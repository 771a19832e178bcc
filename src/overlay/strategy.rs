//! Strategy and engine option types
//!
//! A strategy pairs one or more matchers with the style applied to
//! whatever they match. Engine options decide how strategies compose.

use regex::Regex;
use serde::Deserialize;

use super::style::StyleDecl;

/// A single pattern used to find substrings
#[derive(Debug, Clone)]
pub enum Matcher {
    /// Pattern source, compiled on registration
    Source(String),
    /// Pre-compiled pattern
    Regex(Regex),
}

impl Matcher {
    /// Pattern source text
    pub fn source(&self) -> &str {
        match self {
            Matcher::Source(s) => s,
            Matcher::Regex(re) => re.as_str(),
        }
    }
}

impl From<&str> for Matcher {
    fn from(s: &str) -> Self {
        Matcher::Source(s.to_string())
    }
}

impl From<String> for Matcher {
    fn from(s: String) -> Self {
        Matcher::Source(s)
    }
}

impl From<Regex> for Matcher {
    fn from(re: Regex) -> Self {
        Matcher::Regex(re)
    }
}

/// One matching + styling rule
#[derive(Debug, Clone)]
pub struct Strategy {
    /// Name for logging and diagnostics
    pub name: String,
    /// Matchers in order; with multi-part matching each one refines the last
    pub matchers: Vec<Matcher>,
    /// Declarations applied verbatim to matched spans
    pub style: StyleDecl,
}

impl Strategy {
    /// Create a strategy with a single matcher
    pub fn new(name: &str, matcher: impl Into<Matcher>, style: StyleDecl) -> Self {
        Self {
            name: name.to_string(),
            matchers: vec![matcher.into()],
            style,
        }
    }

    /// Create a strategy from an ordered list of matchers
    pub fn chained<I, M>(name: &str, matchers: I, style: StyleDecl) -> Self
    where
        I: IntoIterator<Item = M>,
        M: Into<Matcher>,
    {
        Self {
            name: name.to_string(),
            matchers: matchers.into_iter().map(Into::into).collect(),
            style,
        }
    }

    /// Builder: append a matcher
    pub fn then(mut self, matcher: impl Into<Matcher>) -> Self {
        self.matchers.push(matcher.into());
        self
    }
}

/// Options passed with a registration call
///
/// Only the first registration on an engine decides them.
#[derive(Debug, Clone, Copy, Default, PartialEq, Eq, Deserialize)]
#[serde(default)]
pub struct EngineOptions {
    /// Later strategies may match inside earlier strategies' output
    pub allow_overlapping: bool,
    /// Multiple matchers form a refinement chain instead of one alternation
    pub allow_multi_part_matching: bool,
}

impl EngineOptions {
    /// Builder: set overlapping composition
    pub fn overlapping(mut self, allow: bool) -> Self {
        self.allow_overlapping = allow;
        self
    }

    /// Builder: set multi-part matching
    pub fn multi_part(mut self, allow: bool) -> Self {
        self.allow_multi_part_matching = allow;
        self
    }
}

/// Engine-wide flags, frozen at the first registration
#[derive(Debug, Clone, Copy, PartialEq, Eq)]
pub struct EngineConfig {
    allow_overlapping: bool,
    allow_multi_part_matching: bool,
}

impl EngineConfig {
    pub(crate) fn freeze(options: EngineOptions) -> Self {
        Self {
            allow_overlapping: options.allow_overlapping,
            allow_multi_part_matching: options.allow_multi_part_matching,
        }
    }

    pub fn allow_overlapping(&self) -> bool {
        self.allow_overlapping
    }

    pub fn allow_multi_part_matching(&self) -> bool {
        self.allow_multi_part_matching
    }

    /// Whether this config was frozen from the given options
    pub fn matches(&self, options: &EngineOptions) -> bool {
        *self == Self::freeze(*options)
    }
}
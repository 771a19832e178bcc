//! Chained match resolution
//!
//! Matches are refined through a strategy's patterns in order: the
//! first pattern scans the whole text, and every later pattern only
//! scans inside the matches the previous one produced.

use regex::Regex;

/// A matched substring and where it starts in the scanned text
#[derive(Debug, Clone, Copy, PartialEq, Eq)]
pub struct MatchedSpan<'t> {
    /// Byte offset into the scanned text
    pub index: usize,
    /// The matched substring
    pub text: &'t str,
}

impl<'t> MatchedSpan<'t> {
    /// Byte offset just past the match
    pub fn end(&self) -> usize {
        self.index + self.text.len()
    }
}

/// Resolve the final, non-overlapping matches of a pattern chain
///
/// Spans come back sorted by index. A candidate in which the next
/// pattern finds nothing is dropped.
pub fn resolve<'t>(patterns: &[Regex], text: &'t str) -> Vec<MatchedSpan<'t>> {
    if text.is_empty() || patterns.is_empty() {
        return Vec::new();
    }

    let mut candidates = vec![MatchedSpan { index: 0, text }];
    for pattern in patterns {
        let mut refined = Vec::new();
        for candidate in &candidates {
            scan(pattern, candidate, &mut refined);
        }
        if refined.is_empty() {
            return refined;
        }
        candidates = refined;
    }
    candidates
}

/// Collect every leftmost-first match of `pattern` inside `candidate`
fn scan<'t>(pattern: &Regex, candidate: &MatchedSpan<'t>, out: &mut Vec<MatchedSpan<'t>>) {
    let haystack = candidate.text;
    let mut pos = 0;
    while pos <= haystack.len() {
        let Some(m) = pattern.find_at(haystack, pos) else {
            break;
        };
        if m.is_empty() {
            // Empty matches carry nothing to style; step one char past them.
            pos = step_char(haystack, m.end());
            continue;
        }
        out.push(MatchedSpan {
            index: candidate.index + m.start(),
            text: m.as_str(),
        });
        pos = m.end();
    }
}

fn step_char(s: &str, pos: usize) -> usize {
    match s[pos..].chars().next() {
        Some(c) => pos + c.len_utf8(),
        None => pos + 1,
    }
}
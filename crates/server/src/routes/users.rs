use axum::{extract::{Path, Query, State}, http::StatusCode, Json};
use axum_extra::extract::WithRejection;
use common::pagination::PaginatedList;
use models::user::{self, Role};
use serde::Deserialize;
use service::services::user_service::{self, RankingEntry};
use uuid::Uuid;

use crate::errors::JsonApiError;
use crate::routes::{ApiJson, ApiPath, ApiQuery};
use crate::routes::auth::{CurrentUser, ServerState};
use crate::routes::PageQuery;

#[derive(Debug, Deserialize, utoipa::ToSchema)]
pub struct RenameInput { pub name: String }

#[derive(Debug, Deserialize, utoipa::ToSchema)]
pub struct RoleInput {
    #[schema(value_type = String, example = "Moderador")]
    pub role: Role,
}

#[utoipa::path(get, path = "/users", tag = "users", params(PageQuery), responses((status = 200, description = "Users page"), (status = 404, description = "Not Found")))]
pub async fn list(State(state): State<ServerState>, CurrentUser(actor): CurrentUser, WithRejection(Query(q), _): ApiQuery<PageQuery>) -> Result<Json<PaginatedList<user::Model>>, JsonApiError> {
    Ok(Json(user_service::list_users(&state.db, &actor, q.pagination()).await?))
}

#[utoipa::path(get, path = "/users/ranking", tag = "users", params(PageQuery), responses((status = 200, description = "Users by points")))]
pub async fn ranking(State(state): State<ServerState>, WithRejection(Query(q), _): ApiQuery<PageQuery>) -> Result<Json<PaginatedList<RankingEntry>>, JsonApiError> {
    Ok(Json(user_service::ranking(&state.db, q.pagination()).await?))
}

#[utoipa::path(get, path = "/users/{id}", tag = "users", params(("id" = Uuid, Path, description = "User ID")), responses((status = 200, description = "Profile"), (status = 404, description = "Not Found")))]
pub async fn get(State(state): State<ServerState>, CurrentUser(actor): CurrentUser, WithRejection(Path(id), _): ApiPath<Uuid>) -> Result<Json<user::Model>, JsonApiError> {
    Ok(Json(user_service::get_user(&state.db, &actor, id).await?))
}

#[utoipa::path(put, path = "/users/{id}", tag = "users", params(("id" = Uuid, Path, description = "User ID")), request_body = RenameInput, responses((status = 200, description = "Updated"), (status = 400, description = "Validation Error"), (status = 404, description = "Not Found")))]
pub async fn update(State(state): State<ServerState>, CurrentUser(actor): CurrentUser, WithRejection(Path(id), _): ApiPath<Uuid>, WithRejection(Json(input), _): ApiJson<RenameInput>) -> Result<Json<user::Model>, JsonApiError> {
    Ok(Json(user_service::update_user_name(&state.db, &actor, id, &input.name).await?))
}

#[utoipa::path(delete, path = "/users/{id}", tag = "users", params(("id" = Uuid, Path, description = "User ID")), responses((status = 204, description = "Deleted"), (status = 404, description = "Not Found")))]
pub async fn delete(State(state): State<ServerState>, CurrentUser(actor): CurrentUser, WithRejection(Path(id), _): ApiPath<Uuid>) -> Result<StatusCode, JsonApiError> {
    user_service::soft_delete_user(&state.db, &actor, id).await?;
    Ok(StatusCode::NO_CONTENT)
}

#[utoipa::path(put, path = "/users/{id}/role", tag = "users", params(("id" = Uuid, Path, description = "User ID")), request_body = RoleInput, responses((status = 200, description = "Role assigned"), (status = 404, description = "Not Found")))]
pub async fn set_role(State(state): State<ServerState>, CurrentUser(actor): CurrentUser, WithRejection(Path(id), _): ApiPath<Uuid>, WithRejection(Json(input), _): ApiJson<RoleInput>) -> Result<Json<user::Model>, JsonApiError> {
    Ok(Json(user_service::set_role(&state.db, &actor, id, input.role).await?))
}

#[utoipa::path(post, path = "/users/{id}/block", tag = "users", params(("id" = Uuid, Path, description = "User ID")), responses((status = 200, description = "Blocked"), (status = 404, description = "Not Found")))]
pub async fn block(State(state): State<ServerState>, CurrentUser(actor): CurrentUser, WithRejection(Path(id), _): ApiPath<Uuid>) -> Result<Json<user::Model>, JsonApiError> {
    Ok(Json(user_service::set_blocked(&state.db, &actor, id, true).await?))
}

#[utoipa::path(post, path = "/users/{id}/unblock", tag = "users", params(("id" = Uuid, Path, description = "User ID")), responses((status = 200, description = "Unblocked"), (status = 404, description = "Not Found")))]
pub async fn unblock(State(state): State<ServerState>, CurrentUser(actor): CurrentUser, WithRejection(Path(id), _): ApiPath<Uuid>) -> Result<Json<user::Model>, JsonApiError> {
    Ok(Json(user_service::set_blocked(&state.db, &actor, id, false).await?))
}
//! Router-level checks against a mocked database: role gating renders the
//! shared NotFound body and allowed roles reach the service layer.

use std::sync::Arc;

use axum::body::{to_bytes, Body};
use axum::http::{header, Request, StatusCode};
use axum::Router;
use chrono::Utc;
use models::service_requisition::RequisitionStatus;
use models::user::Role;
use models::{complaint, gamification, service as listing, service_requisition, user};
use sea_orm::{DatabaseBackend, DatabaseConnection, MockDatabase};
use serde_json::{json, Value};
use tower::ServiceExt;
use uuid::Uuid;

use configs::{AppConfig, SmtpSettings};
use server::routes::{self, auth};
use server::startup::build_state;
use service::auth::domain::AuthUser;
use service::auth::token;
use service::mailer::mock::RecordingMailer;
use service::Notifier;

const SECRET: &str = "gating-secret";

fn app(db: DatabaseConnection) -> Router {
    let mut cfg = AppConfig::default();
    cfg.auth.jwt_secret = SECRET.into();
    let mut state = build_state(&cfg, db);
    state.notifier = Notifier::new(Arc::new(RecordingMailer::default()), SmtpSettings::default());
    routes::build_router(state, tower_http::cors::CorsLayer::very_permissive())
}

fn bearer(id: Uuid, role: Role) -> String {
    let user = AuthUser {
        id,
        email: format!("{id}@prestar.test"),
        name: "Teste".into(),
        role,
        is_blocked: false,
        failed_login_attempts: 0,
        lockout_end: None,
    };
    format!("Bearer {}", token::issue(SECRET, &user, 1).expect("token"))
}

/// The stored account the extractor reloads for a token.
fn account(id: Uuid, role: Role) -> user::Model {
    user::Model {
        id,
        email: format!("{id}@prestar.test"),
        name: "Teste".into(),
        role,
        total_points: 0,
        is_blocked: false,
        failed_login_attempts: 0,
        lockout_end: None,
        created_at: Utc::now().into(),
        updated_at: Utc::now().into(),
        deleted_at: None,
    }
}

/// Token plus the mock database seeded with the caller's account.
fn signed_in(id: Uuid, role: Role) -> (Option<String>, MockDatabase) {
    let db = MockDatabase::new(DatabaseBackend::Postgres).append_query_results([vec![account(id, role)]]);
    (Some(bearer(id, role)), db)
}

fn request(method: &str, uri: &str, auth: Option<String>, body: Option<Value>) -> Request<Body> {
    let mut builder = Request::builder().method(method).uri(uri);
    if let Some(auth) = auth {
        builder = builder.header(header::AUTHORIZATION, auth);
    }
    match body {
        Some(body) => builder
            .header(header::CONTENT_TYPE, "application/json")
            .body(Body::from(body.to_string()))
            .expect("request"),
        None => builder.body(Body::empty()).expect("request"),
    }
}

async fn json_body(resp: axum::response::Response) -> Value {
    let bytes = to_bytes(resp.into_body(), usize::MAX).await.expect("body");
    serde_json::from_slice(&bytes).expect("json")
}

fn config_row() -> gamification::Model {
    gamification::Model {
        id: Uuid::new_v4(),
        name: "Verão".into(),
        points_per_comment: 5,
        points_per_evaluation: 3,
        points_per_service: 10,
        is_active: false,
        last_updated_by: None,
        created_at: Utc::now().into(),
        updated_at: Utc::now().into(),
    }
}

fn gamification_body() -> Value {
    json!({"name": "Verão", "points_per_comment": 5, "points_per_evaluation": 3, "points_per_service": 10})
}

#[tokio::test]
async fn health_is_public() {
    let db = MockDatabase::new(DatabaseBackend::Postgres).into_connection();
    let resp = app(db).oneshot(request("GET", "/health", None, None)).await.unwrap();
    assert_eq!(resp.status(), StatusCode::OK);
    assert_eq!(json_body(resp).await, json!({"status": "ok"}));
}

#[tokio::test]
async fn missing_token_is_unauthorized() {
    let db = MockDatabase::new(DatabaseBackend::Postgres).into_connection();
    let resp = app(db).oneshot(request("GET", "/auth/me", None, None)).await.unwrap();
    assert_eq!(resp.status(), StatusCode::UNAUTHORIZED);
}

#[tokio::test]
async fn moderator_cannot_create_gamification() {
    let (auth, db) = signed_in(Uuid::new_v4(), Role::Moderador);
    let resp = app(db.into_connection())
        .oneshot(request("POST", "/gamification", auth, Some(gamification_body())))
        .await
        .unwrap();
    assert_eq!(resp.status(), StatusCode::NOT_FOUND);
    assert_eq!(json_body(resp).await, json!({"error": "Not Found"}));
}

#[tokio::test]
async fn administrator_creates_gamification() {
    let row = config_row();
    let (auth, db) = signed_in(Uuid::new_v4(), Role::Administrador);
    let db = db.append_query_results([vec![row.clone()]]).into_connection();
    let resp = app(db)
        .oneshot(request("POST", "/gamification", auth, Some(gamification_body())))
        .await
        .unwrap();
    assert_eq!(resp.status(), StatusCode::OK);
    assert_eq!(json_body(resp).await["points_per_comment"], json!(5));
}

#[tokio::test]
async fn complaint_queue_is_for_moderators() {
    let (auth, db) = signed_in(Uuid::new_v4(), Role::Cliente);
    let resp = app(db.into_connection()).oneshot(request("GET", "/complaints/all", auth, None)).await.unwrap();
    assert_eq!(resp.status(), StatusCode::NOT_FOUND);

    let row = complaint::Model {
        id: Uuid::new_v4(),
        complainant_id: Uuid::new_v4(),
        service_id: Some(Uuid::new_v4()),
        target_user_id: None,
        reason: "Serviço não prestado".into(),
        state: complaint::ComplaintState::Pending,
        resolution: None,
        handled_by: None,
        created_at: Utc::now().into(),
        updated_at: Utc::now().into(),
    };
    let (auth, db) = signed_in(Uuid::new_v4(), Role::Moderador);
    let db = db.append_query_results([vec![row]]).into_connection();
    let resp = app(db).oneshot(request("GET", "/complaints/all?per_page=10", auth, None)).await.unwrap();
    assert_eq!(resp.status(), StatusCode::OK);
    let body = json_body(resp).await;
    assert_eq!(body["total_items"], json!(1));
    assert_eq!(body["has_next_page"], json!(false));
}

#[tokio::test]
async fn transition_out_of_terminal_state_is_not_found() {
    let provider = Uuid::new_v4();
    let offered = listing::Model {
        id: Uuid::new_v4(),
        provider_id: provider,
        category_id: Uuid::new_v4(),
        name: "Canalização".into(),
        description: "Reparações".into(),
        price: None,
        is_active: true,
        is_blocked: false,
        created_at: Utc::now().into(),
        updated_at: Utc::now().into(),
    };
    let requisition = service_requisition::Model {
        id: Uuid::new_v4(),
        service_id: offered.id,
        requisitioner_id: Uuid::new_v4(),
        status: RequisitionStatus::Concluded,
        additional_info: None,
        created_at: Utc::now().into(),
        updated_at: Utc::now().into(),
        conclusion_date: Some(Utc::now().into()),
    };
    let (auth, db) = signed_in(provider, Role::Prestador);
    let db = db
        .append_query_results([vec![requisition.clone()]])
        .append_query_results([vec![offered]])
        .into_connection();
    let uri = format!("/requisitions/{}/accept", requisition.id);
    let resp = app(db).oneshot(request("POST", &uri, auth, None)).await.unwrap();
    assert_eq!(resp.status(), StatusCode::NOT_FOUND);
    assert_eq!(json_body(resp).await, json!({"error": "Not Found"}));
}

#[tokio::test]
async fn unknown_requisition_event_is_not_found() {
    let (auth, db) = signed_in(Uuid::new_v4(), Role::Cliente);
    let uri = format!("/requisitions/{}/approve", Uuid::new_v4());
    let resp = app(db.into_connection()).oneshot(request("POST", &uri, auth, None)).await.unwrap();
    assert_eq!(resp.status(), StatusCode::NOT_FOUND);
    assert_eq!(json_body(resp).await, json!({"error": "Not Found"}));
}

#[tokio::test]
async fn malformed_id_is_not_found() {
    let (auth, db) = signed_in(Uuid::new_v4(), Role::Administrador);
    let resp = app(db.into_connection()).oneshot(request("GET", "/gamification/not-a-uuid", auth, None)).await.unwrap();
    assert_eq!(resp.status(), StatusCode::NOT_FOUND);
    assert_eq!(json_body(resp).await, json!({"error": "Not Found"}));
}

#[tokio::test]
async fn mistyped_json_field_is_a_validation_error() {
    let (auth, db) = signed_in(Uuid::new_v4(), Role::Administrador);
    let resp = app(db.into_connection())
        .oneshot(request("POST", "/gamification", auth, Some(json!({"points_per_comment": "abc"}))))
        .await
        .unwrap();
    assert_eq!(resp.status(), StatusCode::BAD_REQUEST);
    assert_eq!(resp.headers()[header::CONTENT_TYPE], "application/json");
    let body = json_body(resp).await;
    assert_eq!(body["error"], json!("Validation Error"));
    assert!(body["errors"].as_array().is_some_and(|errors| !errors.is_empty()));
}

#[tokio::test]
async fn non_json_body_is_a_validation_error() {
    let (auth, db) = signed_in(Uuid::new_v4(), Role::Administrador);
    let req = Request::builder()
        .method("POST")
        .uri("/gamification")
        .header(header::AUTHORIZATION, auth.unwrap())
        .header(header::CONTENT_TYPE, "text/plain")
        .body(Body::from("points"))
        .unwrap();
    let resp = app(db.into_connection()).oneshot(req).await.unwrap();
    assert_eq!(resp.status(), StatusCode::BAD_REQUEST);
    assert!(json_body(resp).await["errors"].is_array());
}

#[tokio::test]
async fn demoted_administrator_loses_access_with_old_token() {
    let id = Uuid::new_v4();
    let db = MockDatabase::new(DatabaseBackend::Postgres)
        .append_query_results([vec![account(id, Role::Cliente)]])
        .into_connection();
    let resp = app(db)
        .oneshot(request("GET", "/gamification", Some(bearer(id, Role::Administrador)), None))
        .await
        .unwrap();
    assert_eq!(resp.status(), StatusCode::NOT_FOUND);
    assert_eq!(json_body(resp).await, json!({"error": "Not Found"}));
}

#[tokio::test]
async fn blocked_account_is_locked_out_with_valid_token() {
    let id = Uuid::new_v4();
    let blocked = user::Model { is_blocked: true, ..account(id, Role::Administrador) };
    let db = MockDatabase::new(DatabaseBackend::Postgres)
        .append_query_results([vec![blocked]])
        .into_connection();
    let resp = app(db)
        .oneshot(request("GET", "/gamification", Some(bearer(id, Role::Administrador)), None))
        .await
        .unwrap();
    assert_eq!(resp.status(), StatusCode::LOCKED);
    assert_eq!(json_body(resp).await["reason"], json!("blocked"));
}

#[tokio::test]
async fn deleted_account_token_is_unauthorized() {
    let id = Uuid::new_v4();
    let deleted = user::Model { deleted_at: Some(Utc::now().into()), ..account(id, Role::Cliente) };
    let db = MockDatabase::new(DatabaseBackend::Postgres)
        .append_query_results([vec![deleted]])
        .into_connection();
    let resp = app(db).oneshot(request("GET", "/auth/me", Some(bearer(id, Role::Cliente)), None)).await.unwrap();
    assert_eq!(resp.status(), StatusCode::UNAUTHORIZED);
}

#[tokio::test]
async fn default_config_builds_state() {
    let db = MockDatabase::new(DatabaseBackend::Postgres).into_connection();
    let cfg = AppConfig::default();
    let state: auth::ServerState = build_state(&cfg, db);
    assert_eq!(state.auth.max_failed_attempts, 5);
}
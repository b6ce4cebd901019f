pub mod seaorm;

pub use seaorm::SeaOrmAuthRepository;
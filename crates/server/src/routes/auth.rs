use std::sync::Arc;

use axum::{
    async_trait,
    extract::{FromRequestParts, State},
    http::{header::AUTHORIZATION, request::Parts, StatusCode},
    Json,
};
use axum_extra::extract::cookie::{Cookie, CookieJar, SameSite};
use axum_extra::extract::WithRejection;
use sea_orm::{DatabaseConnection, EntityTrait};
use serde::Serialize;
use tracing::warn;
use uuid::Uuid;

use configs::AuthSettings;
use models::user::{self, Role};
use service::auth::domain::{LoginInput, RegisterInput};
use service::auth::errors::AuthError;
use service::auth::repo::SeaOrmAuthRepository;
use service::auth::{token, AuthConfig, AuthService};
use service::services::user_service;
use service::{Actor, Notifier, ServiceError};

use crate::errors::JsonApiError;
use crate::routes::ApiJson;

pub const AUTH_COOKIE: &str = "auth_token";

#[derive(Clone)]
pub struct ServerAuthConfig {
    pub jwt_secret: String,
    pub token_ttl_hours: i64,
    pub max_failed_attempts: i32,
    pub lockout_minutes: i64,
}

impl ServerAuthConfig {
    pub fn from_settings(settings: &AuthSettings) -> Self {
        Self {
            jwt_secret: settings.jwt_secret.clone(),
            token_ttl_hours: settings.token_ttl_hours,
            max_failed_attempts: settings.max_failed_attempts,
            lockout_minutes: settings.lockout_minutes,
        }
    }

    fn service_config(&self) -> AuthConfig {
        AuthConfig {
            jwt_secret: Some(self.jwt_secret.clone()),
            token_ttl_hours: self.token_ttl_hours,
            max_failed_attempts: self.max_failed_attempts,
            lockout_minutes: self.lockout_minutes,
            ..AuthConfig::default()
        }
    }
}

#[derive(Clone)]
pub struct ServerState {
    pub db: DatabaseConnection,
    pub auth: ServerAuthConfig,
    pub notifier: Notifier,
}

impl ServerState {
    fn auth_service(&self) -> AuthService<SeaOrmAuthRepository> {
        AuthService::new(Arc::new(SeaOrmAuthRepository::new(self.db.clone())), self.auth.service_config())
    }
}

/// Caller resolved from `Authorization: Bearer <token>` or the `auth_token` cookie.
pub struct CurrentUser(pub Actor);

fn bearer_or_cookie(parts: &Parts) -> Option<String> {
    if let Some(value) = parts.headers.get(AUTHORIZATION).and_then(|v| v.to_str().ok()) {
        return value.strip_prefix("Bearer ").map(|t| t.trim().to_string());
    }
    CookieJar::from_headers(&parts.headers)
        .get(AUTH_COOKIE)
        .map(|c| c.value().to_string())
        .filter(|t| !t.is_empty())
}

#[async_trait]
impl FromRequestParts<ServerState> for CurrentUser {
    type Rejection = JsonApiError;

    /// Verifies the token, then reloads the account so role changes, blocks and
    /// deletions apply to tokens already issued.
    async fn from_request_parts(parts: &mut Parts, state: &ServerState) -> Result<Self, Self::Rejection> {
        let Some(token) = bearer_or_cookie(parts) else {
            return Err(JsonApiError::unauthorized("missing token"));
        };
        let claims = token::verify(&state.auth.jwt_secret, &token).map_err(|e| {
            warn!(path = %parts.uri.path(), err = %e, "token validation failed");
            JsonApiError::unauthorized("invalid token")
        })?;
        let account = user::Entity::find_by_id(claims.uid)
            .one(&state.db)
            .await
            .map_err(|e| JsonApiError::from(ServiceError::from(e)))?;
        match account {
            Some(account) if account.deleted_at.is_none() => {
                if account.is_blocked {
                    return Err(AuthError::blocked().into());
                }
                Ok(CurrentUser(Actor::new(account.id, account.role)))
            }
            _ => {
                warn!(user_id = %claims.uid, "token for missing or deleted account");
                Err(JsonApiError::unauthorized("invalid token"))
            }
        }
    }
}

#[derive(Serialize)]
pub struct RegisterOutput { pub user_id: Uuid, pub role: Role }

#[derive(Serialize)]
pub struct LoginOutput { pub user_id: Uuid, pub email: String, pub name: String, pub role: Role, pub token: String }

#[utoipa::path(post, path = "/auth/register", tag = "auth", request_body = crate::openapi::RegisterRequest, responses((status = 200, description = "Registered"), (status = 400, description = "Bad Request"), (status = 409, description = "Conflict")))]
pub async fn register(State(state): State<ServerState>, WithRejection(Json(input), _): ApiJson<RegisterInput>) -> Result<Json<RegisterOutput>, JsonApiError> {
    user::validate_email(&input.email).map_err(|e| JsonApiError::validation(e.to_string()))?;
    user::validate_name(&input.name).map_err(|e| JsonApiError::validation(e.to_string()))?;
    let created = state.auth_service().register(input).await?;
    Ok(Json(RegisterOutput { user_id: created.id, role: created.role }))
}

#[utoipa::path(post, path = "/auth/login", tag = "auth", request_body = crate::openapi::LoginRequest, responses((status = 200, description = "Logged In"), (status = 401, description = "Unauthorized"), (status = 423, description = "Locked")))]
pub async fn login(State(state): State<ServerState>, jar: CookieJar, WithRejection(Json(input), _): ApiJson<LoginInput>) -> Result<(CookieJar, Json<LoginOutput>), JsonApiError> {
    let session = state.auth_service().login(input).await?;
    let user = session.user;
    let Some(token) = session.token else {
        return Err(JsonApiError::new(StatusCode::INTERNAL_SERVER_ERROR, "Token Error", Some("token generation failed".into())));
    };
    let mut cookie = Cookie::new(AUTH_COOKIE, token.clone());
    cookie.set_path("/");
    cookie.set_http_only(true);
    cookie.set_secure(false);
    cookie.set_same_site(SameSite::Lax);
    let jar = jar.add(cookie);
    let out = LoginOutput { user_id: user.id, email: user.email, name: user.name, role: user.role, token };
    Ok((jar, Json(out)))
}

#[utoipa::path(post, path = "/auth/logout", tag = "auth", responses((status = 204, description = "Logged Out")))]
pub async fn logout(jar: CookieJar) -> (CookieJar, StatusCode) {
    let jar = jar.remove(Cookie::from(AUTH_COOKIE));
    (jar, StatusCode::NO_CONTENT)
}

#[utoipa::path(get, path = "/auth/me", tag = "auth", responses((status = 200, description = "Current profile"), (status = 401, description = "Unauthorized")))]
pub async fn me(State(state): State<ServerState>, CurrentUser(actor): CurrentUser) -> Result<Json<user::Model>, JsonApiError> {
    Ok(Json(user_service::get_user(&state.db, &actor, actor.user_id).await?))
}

══════

Description of the task → Give only the number of lines in the records that include the word "ApiQuery".

Final answer → 3